*** INFORMATION PROVIDED

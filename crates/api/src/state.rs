//! Application state

use sqlx::PgPool;
use std::sync::Arc;

use promptmeter_billing::BillingService;

use crate::completion::CompletionClient;
use crate::config::Config;

/// Shared application state
#[derive(Clone)]
pub struct AppState {
    pub pool: PgPool,
    pub config: Config,
    pub billing: Arc<BillingService>,
    pub completion: Arc<CompletionClient>,
}

impl AppState {
    pub fn new(pool: PgPool, config: Config, completion: CompletionClient) -> Self {
        let billing = Arc::new(BillingService::new(
            pool.clone(),
            config.webhook_secret.clone(),
        ));
        tracing::info!("Billing service initialized");

        Self {
            pool,
            config,
            billing,
            completion: Arc::new(completion),
        }
    }
}
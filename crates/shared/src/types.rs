//! Common types used across Promptmeter

use serde::{Deserialize, Serialize};
use sqlx::FromRow;
use time::OffsetDateTime;
use uuid::Uuid;

// =============================================================================
// Enums
// =============================================================================

/// Subscription tier for billing
#[derive(Debug, Clone, Copy, PartialEq, Eq, Serialize, Deserialize, sqlx::Type)]
#[sqlx(type_name = "VARCHAR", rename_all = "lowercase")]
#[serde(rename_all = "lowercase")]
pub enum SubscriptionTier {
    Basic,
    Pro,
    Premium,
}

impl Default for SubscriptionTier {
    fn default() -> Self {
        Self::Basic
    }
}

impl SubscriptionTier {
    /// Completion-token quota granted per billing period
    pub fn monthly_tokens(&self) -> i64 {
        match self {
            Self::Basic => 10_000,
            Self::Pro => 50_000,
            Self::Premium => 200_000,
        }
    }
}

impl std::fmt::Display for SubscriptionTier {
    fn fmt(&self, f: &mut std::fmt::Formatter<'_>) -> std::fmt::Result {
        match self {
            Self::Basic => write!(f, "basic"),
            Self::Pro => write!(f, "pro"),
            Self::Premium => write!(f, "premium"),
        }
    }
}

impl std::str::FromStr for SubscriptionTier {
    type Err = String;

    fn from_str(s: &str) -> Result<Self, Self::Err> {
        match s.to_lowercase().as_str() {
            "basic" => Ok(Self::Basic),
            "pro" => Ok(Self::Pro),
            "premium" => Ok(Self::Premium),
            _ => Err(format!("Invalid subscription tier: {}", s)),
        }
    }
}

/// Subscription status, mirroring the billing provider's lifecycle vocabulary.
/// Only `Active` admits completion requests.
#[derive(Debug, Clone, Copy, PartialEq, Eq, Serialize, Deserialize, sqlx::Type)]
#[sqlx(type_name = "VARCHAR", rename_all = "snake_case")]
#[serde(rename_all = "snake_case")]
pub enum SubscriptionStatus {
    Active,
    PastDue,
    Canceled,
    Unpaid,
    Trialing,
    Incomplete,
}

impl SubscriptionStatus {
    pub fn as_str(&self) -> &'static str {
        match self {
            Self::Active => "active",
            Self::PastDue => "past_due",
            Self::Canceled => "canceled",
            Self::Unpaid => "unpaid",
            Self::Trialing => "trialing",
            Self::Incomplete => "incomplete",
        }
    }

    /// Parse a provider status string, mapping unknown values to `Incomplete`.
    /// The provider may introduce new statuses; none of them admit requests,
    /// so the conservative fallback is safe.
    pub fn from_provider(s: &str) -> Self {
        match s {
            "active" => Self::Active,
            "past_due" => Self::PastDue,
            "canceled" => Self::Canceled,
            "unpaid" => Self::Unpaid,
            "trialing" => Self::Trialing,
            _ => Self::Incomplete,
        }
    }
}

impl std::fmt::Display for SubscriptionStatus {
    fn fmt(&self, f: &mut std::fmt::Formatter<'_>) -> std::fmt::Result {
        write!(f, "{}", self.as_str())
    }
}

// =============================================================================
// Database Models
// =============================================================================

/// Mirrored state of one billing-provider subscription.
///
/// `version` is an optimistic-concurrency counter: every store write bumps it,
/// and conditional updates compare against the value they read.
#[derive(Debug, Clone, PartialEq, Serialize, Deserialize, FromRow)]
pub struct Subscription {
    pub id: Uuid,
    pub user_id: Uuid,
    pub provider_subscription_id: String,
    pub tier: SubscriptionTier,
    pub quota: i64,
    pub used: i64,
    pub status: SubscriptionStatus,
    pub current_period_end: OffsetDateTime,
    pub version: i64,
    pub created_at: OffsetDateTime,
    pub updated_at: OffsetDateTime,
}

impl Subscription {
    /// Units still grantable this period. May go negative after an
    /// administrative quota decrease; callers must not assume it is >= 0.
    pub fn remaining(&self) -> i64 {
        self.quota - self.used
    }
}

/// Append-only audit log entry for one admitted completion request.
/// Never mutated after creation; quota truth lives on `Subscription.used`.
#[derive(Debug, Clone, Serialize, Deserialize, FromRow)]
pub struct UsageRecord {
    pub id: Uuid,
    pub user_id: Uuid,
    pub request_ref: String,
    pub tokens_used: i64,
    pub created_at: OffsetDateTime,
}

/// User model (minimal: identity, billing-customer linkage, API access)
#[derive(Debug, Clone, Serialize, Deserialize, FromRow)]
pub struct User {
    pub id: Uuid,
    pub email: String,
    pub provider_customer_id: Option<String>,
    #[serde(skip_serializing)]
    pub api_key_hash: String,
    pub is_admin: bool,
    pub created_at: OffsetDateTime,
}

// =============================================================================
// API Types
// =============================================================================

/// Result of a quota admission check
#[derive(Debug, Clone, PartialEq, Serialize, Deserialize)]
pub struct QuotaCheckResult {
    pub allowed: bool,
    pub remaining: i64,
    #[serde(skip_serializing_if = "Option::is_none")]
    pub message: Option<String>,
}
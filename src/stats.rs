//! Service counters shared by the webhook handlers and background tasks.

use crate::config::Config;
use serde_json::{json, Value};
use std::sync::atomic::{AtomicU64, Ordering};
use std::time::Instant;

#[derive(Debug)]
pub struct StatsCollector {
    started: Instant,
    started_at: chrono::DateTime<chrono::Local>,
    total_requests: AtomicU64,
    successful_requests: AtomicU64,
    failed_requests: AtomicU64,
    tasks_processed: AtomicU64,
}

/// Point-in-time copy of the counters.
#[derive(Debug, Clone, Copy, PartialEq, Eq)]
pub struct StatsSnapshot {
    pub total_requests: u64,
    pub successful_requests: u64,
    pub failed_requests: u64,
    pub tasks_processed: u64,
}

impl StatsSnapshot {
    /// Percentage of successful requests, rounded to two decimals.
    pub fn success_rate(&self) -> f64 {
        if self.total_requests == 0 {
            return 0.0;
        }
        let rate = self.successful_requests as f64 / self.total_requests as f64 * 100.0;
        (rate * 100.0).round() / 100.0
    }
}

impl Default for StatsCollector {
    fn default() -> Self {
        Self::new()
    }
}

impl StatsCollector {
    pub fn new() -> Self {
        Self {
            started: Instant::now(),
            started_at: chrono::Local::now(),
            total_requests: AtomicU64::new(0),
            successful_requests: AtomicU64::new(0),
            failed_requests: AtomicU64::new(0),
            tasks_processed: AtomicU64::new(0),
        }
    }

    pub fn record_request(&self, ok: bool) {
        self.total_requests.fetch_add(1, Ordering::Relaxed);
        if ok {
            self.successful_requests.fetch_add(1, Ordering::Relaxed);
        } else {
            self.failed_requests.fetch_add(1, Ordering::Relaxed);
        }
    }

    pub fn increment_tasks(&self) {
        self.tasks_processed.fetch_add(1, Ordering::Relaxed);
    }

    pub fn snapshot(&self) -> StatsSnapshot {
        StatsSnapshot {
            total_requests: self.total_requests.load(Ordering::Relaxed),
            successful_requests: self.successful_requests.load(Ordering::Relaxed),
            failed_requests: self.failed_requests.load(Ordering::Relaxed),
            tasks_processed: self.tasks_processed.load(Ordering::Relaxed),
        }
    }

    pub fn uptime_secs(&self) -> f64 {
        self.started.elapsed().as_secs_f64()
    }

    fn ai_json(config: &Config) -> Value {
        json!({
            "provider": config.ai.provider,
            "model": config.ai.model_name,
            "api_key_configured": config.ai.has_api_key(),
        })
    }

    /// Body of `GET /health`. `gateway_available` is `None` when the bridge
    /// is disabled.
    pub fn health_json(&self, config: &Config, gateway_available: Option<bool>) -> Value {
        let snapshot = self.snapshot();
        json!({
            "status": "ok",
            "timestamp": chrono::Utc::now().timestamp_millis() as f64 / 1000.0,
            "service": config.app.name,
            "version": config.app.version,
            "uptime": self.uptime_secs(),
            "stats": {
                "total_requests": snapshot.total_requests,
                "successful_requests": snapshot.successful_requests,
                "failed_requests": snapshot.failed_requests,
                "tasks_processed": snapshot.tasks_processed,
            },
            "ai_config": Self::ai_json(config),
            "agent_gateway": {
                "enabled": gateway_available.is_some(),
                "available": gateway_available.unwrap_or(false),
            },
        })
    }

    /// Body of `GET /stats`.
    pub fn detailed_json(&self, config: &Config) -> Value {
        let snapshot = self.snapshot();
        json!({
            "uptime": self.uptime_secs(),
            "start_time": self.started_at.to_rfc3339(),
            "requests": {
                "total": snapshot.total_requests,
                "successful": snapshot.successful_requests,
                "failed": snapshot.failed_requests,
                "success_rate": snapshot.success_rate(),
            },
            "tasks": { "processed": snapshot.tasks_processed },
            "ai": Self::ai_json(config),
            "config": {
                "server_port": config.server.port,
                "rate_limit_per_minute": config.security.rate_limit_per_minute,
                "event_verification_enabled": config.security.enable_event_verification,
                "ip_whitelist_enabled": config.security.enable_ip_whitelist,
            },
        })
    }
}
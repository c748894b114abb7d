//! Group-chat task lifecycle: one background unit per task, strictly
//! sequential replies within it.

use crate::classifier::TaskKind;
use crate::completion::{intent, Completer};
use crate::error::TaskError;
use crate::platform::cards::{self, ProgressStage};
use crate::platform::{Messenger, SendMessage};
use crate::stats::StatsCollector;
use crate::util::truncate_with_ellipsis;
use futures_util::future::BoxFuture;
use std::sync::Arc;

pub const THREAD_CREATION_FAILED_TEXT: &str = "❌ 创建任务话题失败";
pub const PROCESSING_TEXT: &str = "正在分析任务需求...";

#[derive(Debug, Clone, PartialEq, Eq)]
pub struct Requester {
    pub display_name: String,
    pub stable_id: String,
}

/// One unit of group-chat work. `kind` is fixed at construction.
#[derive(Debug, Clone, PartialEq, Eq)]
pub struct Task {
    pub description: String,
    pub requester: Requester,
    pub origin_chat: String,
    pub origin_message: String,
    pub kind: TaskKind,
}

/// Starts background work that nobody waits on.
pub trait TaskSpawner: Send + Sync {
    fn spawn_detached(&self, label: &'static str, future: BoxFuture<'static, ()>);
}

#[derive(Debug, Clone, Copy, Default)]
pub struct TokioSpawner;

impl TaskSpawner for TokioSpawner {
    fn spawn_detached(&self, label: &'static str, future: BoxFuture<'static, ()>) {
        tracing::debug!(label, "Spawning background task");
        tokio::spawn(future);
    }
}

#[derive(Clone)]
pub struct TaskRunner {
    messenger: Arc<dyn Messenger>,
    completer: Arc<dyn Completer>,
    stats: Arc<StatsCollector>,
}

fn error_detail(err: &dyn std::fmt::Display) -> String {
    format!("错误信息：\n```\n{err}\n```")
}

impl TaskRunner {
    pub fn new(
        messenger: Arc<dyn Messenger>,
        completer: Arc<dyn Completer>,
        stats: Arc<StatsCollector>,
    ) -> Self {
        Self {
            messenger,
            completer,
            stats,
        }
    }

    /// Hand the task to `spawner`; returns without waiting for it.
    pub fn spawn(&self, task: Task, spawner: &dyn TaskSpawner) {
        let runner = self.clone();
        let label = match task.kind {
            TaskKind::Simple => "simple-task",
            TaskKind::Complex => "complex-task",
        };
        spawner.spawn_detached(label, Box::pin(async move { runner.run(task).await }));
    }

    /// Drive the task to its terminal reply. Errors are turned into chat
    /// messages here and never returned.
    pub async fn run(&self, task: Task) {
        tracing::info!(
            kind = task.kind.as_str(),
            chat_id = %task.origin_chat,
            "Processing task: {}",
            truncate_with_ellipsis(&task.description, 50)
        );
        match task.kind {
            TaskKind::Simple => self.run_simple(&task).await,
            TaskKind::Complex => {
                if let Err(err) = self.run_complex(&task).await {
                    tracing::error!(chat_id = %task.origin_chat, "Complex task aborted: {err}");
                }
            }
        }
    }

    async fn run_simple(&self, task: &Task) {
        let answer = match intent::answer(
            self.completer.as_ref(),
            &task.description,
            &task.requester.display_name,
        )
        .await
        {
            Ok(answer) => answer,
            Err(err) => {
                tracing::error!("Simple task completion failed: {err}");
                format!("❌ 处理失败: {err}")
            }
        };

        let card = cards::simple_response_card(&task.description, &answer);
        if let Err(err) = self
            .messenger
            .send(&SendMessage::card(&task.origin_chat, card))
            .await
        {
            tracing::error!("Simple task reply failed: {err}");
            let fallback = SendMessage::text(&task.origin_chat, format!("❌ 处理失败：{err}"));
            if let Err(err) = self.messenger.send(&fallback).await {
                tracing::error!("Fallback reply failed: {err}");
            }
        }
    }

    async fn run_complex(&self, task: &Task) -> Result<(), TaskError> {
        let thread_id = match self.open_thread(task).await {
            Ok(thread_id) => thread_id,
            Err(err) => {
                tracing::error!("Thread creation failed: {err}");
                let notice = SendMessage::text(&task.origin_chat, THREAD_CREATION_FAILED_TEXT);
                self.messenger.send(&notice).await?;
                return Err(err);
            }
        };
        tracing::info!(thread_id = %thread_id, "Task thread created");

        if let Err(err) = self.process_in_thread(task, &thread_id).await {
            tracing::error!(thread_id = %thread_id, "Task failed: {err}");
            let card = cards::progress_card(ProgressStage::Error, &error_detail(&err));
            self.messenger
                .send(&SendMessage::card_in_thread(&task.origin_chat, &thread_id, card))
                .await?;
        }
        Ok(())
    }

    async fn open_thread(&self, task: &Task) -> Result<String, TaskError> {
        let header = cards::thread_header_card(
            &task.description,
            &task.requester.display_name,
            &cards::timestamp_now(),
        );
        let delivery = self
            .messenger
            .send(&SendMessage::thread_opening_reply(&task.origin_message, header))
            .await
            .map_err(|err| TaskError::ThreadCreationFailed(err.to_string()))?;
        delivery
            .thread_id
            .filter(|id| !id.is_empty())
            .ok_or_else(|| TaskError::ThreadCreationFailed("no thread id returned".into()))
    }

    async fn process_in_thread(&self, task: &Task, thread_id: &str) -> Result<(), TaskError> {
        let post = |stage: ProgressStage, body: &str| {
            SendMessage::card_in_thread(
                &task.origin_chat,
                thread_id,
                cards::progress_card(stage, body),
            )
        };

        self.messenger
            .send(&post(ProgressStage::Processing, PROCESSING_TEXT))
            .await?;

        let answer = intent::answer(
            self.completer.as_ref(),
            &task.description,
            &task.requester.display_name,
        )
        .await?;
        self.stats.increment_tasks();

        self.messenger
            .send(&post(ProgressStage::Completed, &answer))
            .await?;
        Ok(())
    }
}
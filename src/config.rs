//! Typed configuration.
//!
//! Values are layered: built-in defaults, then an optional TOML file, then the
//! process environment (after `.env` has been loaded with `dotenvy`). Nothing
//! outside this module reads environment variables for configuration.

use crate::util::parse_flag;
use anyhow::{Context, Result};
use serde::Deserialize;
use std::path::Path;

pub const DEFAULT_FEISHU_API_BASE: &str = "https://open.feishu.cn/open-apis";
pub const DEFAULT_GATEWAY_URL: &str = "http://localhost:18789";

#[derive(Debug, Clone, Deserialize, PartialEq, Eq)]
#[serde(default)]
pub struct Config {
    pub app: AppConfig,
    pub feishu: FeishuConfig,
    pub server: ServerConfig,
    pub ai: AiConfig,
    pub agent_gateway: AgentGatewayConfig,
    pub security: SecurityConfig,
}

#[derive(Debug, Clone, Deserialize, PartialEq, Eq)]
#[serde(default)]
pub struct AppConfig {
    pub name: String,
    pub version: String,
    /// `development`, `staging` or `production`; diagnostics routes are
    /// refused in production.
    pub env: String,
}

#[derive(Debug, Clone, Default, Deserialize, PartialEq, Eq)]
#[serde(default)]
pub struct FeishuConfig {
    pub app_id: String,
    pub app_secret: String,
    pub encrypt_key: String,
    pub verification_token: String,
    pub bot_open_id: String,
    pub target_chat_id: String,
    pub api_base: String,
}

#[derive(Debug, Clone, Deserialize, PartialEq, Eq)]
#[serde(default)]
pub struct ServerConfig {
    pub host: String,
    pub port: u16,
    pub log_level: String,
    /// Honour `X-Forwarded-For` / `X-Real-IP` when deriving the client IP.
    pub trust_forwarded_headers: bool,
}

#[derive(Debug, Clone, Deserialize, PartialEq, Eq)]
#[serde(default)]
pub struct AiConfig {
    pub provider: String,
    pub api_key: String,
    pub api_base: String,
    pub model_name: String,
    pub timeout_secs: u64,
    pub max_retries: u32,
}

#[derive(Debug, Clone, Deserialize, PartialEq, Eq)]
#[serde(default)]
pub struct AgentGatewayConfig {
    pub enabled: bool,
    pub gateway_url: String,
    pub token: String,
    pub agent_id: String,
    pub timeout_secs: u64,
}

#[derive(Debug, Clone, Deserialize, PartialEq, Eq)]
#[serde(default)]
pub struct SecurityConfig {
    pub enable_event_verification: bool,
    pub rate_limit_per_minute: u32,
    pub enable_ip_whitelist: bool,
    pub ip_whitelist: Vec<String>,
}

impl Default for Config {
    fn default() -> Self {
        Self {
            app: AppConfig::default(),
            feishu: FeishuConfig {
                api_base: DEFAULT_FEISHU_API_BASE.into(),
                ..FeishuConfig::default()
            },
            server: ServerConfig::default(),
            ai: AiConfig::default(),
            agent_gateway: AgentGatewayConfig::default(),
            security: SecurityConfig::default(),
        }
    }
}

impl Default for AppConfig {
    fn default() -> Self {
        Self {
            name: "feishu-taskbot".into(),
            version: env!("CARGO_PKG_VERSION").into(),
            env: "development".into(),
        }
    }
}

impl Default for ServerConfig {
    fn default() -> Self {
        Self {
            host: "0.0.0.0".into(),
            port: 8081,
            log_level: "info".into(),
            trust_forwarded_headers: false,
        }
    }
}

impl Default for AiConfig {
    fn default() -> Self {
        Self {
            provider: "deepseek".into(),
            api_key: String::new(),
            api_base: String::new(),
            model_name: String::new(),
            timeout_secs: 30,
            max_retries: 3,
        }
    }
}

impl Default for AgentGatewayConfig {
    fn default() -> Self {
        Self {
            enabled: true,
            gateway_url: DEFAULT_GATEWAY_URL.into(),
            token: String::new(),
            agent_id: "main".into(),
            timeout_secs: 90,
        }
    }
}

impl Default for SecurityConfig {
    fn default() -> Self {
        Self {
            enable_event_verification: true,
            rate_limit_per_minute: 30,
            enable_ip_whitelist: false,
            ip_whitelist: Vec::new(),
        }
    }
}

impl AppConfig {
    pub fn is_production(&self) -> bool {
        self.env.trim().eq_ignore_ascii_case("production")
    }
}

impl AiConfig {
    /// Fill in API base and model for known providers when left blank.
    fn apply_provider_preset(&mut self) {
        if !self.api_base.trim().is_empty() {
            return;
        }
        let preset = match self.provider.trim().to_ascii_lowercase().as_str() {
            "deepseek" => Some(("https://api.deepseek.com/v1", "deepseek-chat")),
            "minimax" => Some(("https://api.minimax.chat/v1", "abab5.5-chat")),
            "openai" => Some(("https://api.openai.com/v1", "gpt-3.5-turbo")),
            _ => None,
        };
        if let Some((base, model)) = preset {
            self.api_base = base.into();
            if self.model_name.trim().is_empty() {
                self.model_name = model.into();
            }
        }
    }

    pub fn has_api_key(&self) -> bool {
        !self.api_key.trim().is_empty()
    }
}

impl Config {
    /// Load configuration: defaults, then `path` (TOML) if given, then `.env`
    /// and the process environment. The second value holds warnings raised
    /// while loading, for the caller to log once tracing is up.
    pub fn load(path: Option<&Path>) -> Result<(Self, Vec<String>)> {
        let mut config = match path {
            Some(path) => Self::from_toml_file(path)?,
            None => Self::default(),
        };
        let mut warnings = Vec::new();
        match dotenvy::dotenv() {
            Ok(_) => {}
            Err(err) if err.not_found() => {}
            Err(err) => warnings.push(format!("Ignoring unreadable .env file: {err}")),
        }
        warnings.extend(config.apply_env_from(|key| std::env::var(key).ok()));
        Ok((config, warnings))
    }

    pub fn from_toml_file(path: &Path) -> Result<Self> {
        let raw = std::fs::read_to_string(path)
            .with_context(|| format!("Failed to read config file {}", path.display()))?;
        let config: Self = toml::from_str(&raw)
            .with_context(|| format!("Failed to parse config file {}", path.display()))?;
        Ok(config)
    }

    /// Override fields from a key lookup (normally the process environment).
    /// Returns a warning per value that could not be used.
    pub fn apply_env_from<F>(&mut self, lookup: F) -> Vec<String>
    where
        F: Fn(&str) -> Option<String>,
    {
        let mut warnings = Vec::new();
        let string = |key: &str, slot: &mut String| {
            if let Some(value) = lookup(key) {
                *slot = value.trim().to_string();
            }
        };
        let flag = |key: &str, slot: &mut bool| {
            if let Some(value) = lookup(key) {
                *slot = parse_flag(&value);
            }
        };

        string("APP_NAME", &mut self.app.name);
        string("APP_VERSION", &mut self.app.version);
        string("APP_ENV", &mut self.app.env);

        string("FEISHU_APP_ID", &mut self.feishu.app_id);
        string("FEISHU_APP_SECRET", &mut self.feishu.app_secret);
        string("FEISHU_ENCRYPT_KEY", &mut self.feishu.encrypt_key);
        string("FEISHU_VERIFICATION_TOKEN", &mut self.feishu.verification_token);
        string("FEISHU_BOT_OPEN_ID", &mut self.feishu.bot_open_id);
        string("TARGET_CHAT_ID", &mut self.feishu.target_chat_id);
        string("FEISHU_API_BASE", &mut self.feishu.api_base);

        string("SERVER_HOST", &mut self.server.host);
        if let Some(port) = parse_number(&lookup, &mut warnings, "SERVER_PORT") {
            self.server.port = port;
        }
        string("LOG_LEVEL", &mut self.server.log_level);
        flag("TRUST_FORWARDED_HEADERS", &mut self.server.trust_forwarded_headers);

        string("AI_PROVIDER", &mut self.ai.provider);
        string("AI_API_KEY", &mut self.ai.api_key);
        string("AI_API_BASE", &mut self.ai.api_base);
        string("AI_MODEL_NAME", &mut self.ai.model_name);
        if let Some(timeout) = parse_number(&lookup, &mut warnings, "AI_TIMEOUT") {
            self.ai.timeout_secs = timeout;
        }
        if let Some(retries) = parse_number(&lookup, &mut warnings, "AI_MAX_RETRIES") {
            self.ai.max_retries = retries;
        }

        flag("OPENCLAW_ENABLED", &mut self.agent_gateway.enabled);
        string("OPENCLAW_GATEWAY_URL", &mut self.agent_gateway.gateway_url);
        string("OPENCLAW_TOKEN", &mut self.agent_gateway.token);
        string("OPENCLAW_AGENT_ID", &mut self.agent_gateway.agent_id);
        if let Some(timeout) = parse_number(&lookup, &mut warnings, "OPENCLAW_TIMEOUT") {
            self.agent_gateway.timeout_secs = timeout;
        }

        flag(
            "ENABLE_EVENT_VERIFICATION",
            &mut self.security.enable_event_verification,
        );
        if let Some(limit) = parse_number(&lookup, &mut warnings, "RATE_LIMIT_PER_MINUTE") {
            self.security.rate_limit_per_minute = limit;
        }
        flag("ENABLE_IP_WHITELIST", &mut self.security.enable_ip_whitelist);
        if let Some(list) = lookup("IP_WHITELIST") {
            self.security.ip_whitelist = list
                .split(',')
                .map(str::trim)
                .filter(|ip| !ip.is_empty())
                .map(ToOwned::to_owned)
                .collect();
        }

        if self.feishu.api_base.trim().is_empty() {
            self.feishu.api_base = DEFAULT_FEISHU_API_BASE.into();
        }
        self.ai.apply_provider_preset();
        warnings
    }

    /// Human-readable list of configuration problems; empty when complete.
    pub fn validate(&self) -> Vec<String> {
        let mut problems = Vec::new();
        let missing = |value: &str| value.trim().is_empty();

        if missing(&self.feishu.app_id) {
            problems.push("FEISHU_APP_ID is not set (required)".to_string());
        }
        if missing(&self.feishu.app_secret) {
            problems.push("FEISHU_APP_SECRET is not set (required)".to_string());
        }
        if missing(&self.feishu.target_chat_id) {
            problems.push("TARGET_CHAT_ID is not set (required)".to_string());
        }
        if missing(&self.feishu.bot_open_id) {
            problems.push("FEISHU_BOT_OPEN_ID is not set (required)".to_string());
        }
        if !self.ai.has_api_key() {
            problems.push("AI_API_KEY is not set; AI replies will be unavailable".to_string());
        }
        if self.agent_gateway.enabled {
            if missing(&self.agent_gateway.token) {
                problems.push(
                    "OPENCLAW_TOKEN is not set (required by the agent gateway HTTP API)"
                        .to_string(),
                );
            }
            if missing(&self.agent_gateway.gateway_url) {
                problems.push("OPENCLAW_GATEWAY_URL is not set".to_string());
            }
        }

        problems
    }
}

fn parse_number<F, T>(lookup: &F, warnings: &mut Vec<String>, key: &str) -> Option<T>
where
    F: Fn(&str) -> Option<String>,
    T: std::str::FromStr,
{
    let raw = lookup(key)?;
    match raw.trim().parse::<T>() {
        Ok(value) => Some(value),
        Err(_) => {
            warnings.push(format!("Ignoring non-numeric value for {key}: {raw:?}"));
            None
        }
    }
}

******

= WORK TASK =
Filter the entries above down to the lines that hold the word "Basic", and copy those lines.

= COMPLETED TASK =
    Basic,
        Self::Basic
            Self::Basic => 10_000,
            Self::Basic => write!(f, "basic"),
            "basic" => Ok(Self::Basic),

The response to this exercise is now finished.